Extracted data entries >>
_ _ _ _ _ _ _

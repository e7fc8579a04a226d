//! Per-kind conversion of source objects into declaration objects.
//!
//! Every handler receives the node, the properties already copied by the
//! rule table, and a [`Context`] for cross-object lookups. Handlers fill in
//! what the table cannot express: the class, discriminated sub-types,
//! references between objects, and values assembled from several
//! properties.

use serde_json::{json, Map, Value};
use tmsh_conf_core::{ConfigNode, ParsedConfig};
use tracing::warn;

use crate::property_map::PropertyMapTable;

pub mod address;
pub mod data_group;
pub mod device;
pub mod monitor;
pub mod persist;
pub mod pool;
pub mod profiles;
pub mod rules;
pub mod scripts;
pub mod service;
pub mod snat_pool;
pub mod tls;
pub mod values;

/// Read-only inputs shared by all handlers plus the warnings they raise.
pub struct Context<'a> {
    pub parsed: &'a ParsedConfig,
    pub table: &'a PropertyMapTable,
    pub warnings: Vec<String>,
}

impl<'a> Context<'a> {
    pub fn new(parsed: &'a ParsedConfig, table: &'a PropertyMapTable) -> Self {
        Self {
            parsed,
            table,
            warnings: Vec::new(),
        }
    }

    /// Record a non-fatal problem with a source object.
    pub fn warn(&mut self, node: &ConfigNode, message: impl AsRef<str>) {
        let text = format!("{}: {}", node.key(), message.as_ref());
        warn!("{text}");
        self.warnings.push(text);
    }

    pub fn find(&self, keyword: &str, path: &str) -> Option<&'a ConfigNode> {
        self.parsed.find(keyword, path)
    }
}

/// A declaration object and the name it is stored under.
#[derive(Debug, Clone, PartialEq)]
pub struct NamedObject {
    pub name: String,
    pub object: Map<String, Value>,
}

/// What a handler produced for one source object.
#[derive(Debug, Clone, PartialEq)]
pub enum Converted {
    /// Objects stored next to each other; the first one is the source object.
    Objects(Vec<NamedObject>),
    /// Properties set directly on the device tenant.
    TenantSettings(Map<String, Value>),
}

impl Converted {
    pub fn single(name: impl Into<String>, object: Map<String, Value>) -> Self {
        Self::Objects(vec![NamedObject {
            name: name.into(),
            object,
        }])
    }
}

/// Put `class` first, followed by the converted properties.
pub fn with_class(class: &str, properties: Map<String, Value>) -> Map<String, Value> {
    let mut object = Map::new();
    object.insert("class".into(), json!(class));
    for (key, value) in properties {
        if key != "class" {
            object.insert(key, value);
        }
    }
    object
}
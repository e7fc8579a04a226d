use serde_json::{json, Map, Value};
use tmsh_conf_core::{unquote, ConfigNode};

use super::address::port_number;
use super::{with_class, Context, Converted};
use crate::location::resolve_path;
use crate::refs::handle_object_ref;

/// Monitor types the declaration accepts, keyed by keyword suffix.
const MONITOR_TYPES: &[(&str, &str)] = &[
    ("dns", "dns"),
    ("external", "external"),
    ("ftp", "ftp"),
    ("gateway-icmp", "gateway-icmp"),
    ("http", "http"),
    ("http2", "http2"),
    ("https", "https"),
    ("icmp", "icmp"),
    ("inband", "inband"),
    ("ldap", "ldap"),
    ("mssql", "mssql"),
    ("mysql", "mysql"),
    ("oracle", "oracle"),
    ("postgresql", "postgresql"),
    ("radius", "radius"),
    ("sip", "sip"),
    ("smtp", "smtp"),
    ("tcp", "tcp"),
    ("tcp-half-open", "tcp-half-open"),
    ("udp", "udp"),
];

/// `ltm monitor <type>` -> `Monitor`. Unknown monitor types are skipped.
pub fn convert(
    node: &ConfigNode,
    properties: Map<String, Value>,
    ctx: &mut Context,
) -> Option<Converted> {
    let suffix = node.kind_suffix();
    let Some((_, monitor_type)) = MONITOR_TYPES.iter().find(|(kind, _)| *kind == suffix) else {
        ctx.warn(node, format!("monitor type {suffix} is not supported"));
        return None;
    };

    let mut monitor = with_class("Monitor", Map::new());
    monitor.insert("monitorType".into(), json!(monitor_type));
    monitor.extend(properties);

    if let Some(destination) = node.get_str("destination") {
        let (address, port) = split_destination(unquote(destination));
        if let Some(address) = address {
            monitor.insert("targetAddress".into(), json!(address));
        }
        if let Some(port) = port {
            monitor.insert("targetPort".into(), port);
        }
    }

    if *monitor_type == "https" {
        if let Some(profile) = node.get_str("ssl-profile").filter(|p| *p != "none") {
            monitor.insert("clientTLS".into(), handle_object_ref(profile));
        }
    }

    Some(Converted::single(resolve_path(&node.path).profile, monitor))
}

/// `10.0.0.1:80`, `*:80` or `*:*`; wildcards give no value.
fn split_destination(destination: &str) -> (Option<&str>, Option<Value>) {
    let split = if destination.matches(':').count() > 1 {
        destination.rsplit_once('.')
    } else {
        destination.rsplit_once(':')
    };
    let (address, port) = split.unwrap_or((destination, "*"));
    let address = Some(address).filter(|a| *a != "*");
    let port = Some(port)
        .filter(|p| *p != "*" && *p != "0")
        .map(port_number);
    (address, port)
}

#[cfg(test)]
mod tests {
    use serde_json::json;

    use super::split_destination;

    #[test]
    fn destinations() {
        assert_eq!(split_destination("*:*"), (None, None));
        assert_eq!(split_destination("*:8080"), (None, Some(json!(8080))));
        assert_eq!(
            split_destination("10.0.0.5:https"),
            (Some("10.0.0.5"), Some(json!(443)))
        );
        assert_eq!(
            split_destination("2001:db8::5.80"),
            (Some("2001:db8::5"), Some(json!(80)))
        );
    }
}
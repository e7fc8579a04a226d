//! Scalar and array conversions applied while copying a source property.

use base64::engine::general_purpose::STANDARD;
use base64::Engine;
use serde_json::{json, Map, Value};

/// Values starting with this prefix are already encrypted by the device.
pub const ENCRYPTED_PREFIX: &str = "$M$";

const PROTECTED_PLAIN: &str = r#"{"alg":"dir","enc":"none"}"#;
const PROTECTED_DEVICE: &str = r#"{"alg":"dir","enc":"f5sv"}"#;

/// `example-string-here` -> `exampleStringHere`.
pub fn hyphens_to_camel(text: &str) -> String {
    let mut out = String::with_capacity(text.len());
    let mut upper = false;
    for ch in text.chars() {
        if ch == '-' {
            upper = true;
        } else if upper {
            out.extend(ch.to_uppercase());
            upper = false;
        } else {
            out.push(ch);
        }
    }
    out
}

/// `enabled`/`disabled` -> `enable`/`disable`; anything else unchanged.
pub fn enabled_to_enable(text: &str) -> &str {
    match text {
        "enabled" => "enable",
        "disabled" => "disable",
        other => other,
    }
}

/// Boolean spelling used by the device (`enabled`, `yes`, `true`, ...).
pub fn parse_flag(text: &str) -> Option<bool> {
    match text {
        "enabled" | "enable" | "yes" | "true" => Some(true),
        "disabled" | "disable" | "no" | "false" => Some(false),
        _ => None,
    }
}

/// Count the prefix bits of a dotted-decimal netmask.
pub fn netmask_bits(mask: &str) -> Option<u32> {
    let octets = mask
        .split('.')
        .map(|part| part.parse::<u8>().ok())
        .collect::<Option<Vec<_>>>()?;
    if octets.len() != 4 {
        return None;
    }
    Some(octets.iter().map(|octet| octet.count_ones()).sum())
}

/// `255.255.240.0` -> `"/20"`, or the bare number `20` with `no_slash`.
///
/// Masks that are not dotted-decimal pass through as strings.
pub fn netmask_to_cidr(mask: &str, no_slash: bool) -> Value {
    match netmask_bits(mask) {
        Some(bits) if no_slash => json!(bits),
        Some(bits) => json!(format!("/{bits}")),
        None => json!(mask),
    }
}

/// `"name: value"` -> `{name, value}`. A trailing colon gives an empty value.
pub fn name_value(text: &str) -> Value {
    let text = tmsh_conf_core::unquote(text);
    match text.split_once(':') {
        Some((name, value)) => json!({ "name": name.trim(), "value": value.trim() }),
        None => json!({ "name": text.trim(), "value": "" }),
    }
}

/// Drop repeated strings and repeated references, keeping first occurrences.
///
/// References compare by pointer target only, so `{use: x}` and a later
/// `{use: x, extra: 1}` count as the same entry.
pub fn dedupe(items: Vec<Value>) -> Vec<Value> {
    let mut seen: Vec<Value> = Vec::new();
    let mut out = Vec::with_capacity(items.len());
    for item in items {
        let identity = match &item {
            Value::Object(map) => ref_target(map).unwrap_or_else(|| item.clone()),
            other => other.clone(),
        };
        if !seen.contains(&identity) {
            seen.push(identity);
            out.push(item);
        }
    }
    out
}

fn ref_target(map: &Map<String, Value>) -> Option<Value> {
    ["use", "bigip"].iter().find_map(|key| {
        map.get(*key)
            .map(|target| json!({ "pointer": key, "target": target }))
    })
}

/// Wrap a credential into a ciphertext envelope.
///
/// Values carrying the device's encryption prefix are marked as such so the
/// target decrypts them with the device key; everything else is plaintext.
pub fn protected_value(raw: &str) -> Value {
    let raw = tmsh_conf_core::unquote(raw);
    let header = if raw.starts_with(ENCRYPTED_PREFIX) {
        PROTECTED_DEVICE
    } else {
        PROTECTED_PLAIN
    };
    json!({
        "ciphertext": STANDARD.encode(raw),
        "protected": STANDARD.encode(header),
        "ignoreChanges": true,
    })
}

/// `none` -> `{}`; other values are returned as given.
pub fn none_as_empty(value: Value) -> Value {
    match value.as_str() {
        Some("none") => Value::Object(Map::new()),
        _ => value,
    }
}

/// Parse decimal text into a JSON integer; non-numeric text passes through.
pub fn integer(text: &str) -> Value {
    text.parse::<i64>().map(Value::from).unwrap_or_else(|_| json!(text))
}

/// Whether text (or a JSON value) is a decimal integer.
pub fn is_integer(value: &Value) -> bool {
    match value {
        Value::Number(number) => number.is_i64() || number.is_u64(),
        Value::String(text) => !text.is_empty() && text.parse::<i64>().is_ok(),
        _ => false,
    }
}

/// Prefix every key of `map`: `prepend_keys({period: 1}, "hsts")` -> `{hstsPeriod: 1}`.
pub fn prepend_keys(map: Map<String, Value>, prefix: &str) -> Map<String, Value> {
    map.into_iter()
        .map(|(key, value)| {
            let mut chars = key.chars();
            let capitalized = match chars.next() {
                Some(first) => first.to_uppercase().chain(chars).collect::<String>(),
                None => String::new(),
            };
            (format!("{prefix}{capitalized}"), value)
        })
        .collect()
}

_ _ _ _ _ _ _

PROBLEM TO SOLVE >> Quote every line from the beginning of the entries up to and including the line that contains "pub mod values;".

OUTPUT OF THE TASK >>
repository e7fc8579a04a226d
//! Per-kind conversion of source objects into declaration objects.
//!
//! Every handler receives the node, the properties already copied by the
//! rule table, and a [`Context`] for cross-object lookups. Handlers fill in
//! what the table cannot express: the class, discriminated sub-types,
//! references between objects, and values assembled from several
//! properties.

use serde_json::{json, Map, Value};
use tmsh_conf_core::{ConfigNode, ParsedConfig};
use tracing::warn;

use crate::property_map::PropertyMapTable;

pub mod address;
pub mod data_group;
pub mod device;
pub mod monitor;
pub mod persist;
pub mod pool;
pub mod profiles;
pub mod rules;
pub mod scripts;
pub mod service;
pub mod snat_pool;
pub mod tls;
pub mod values;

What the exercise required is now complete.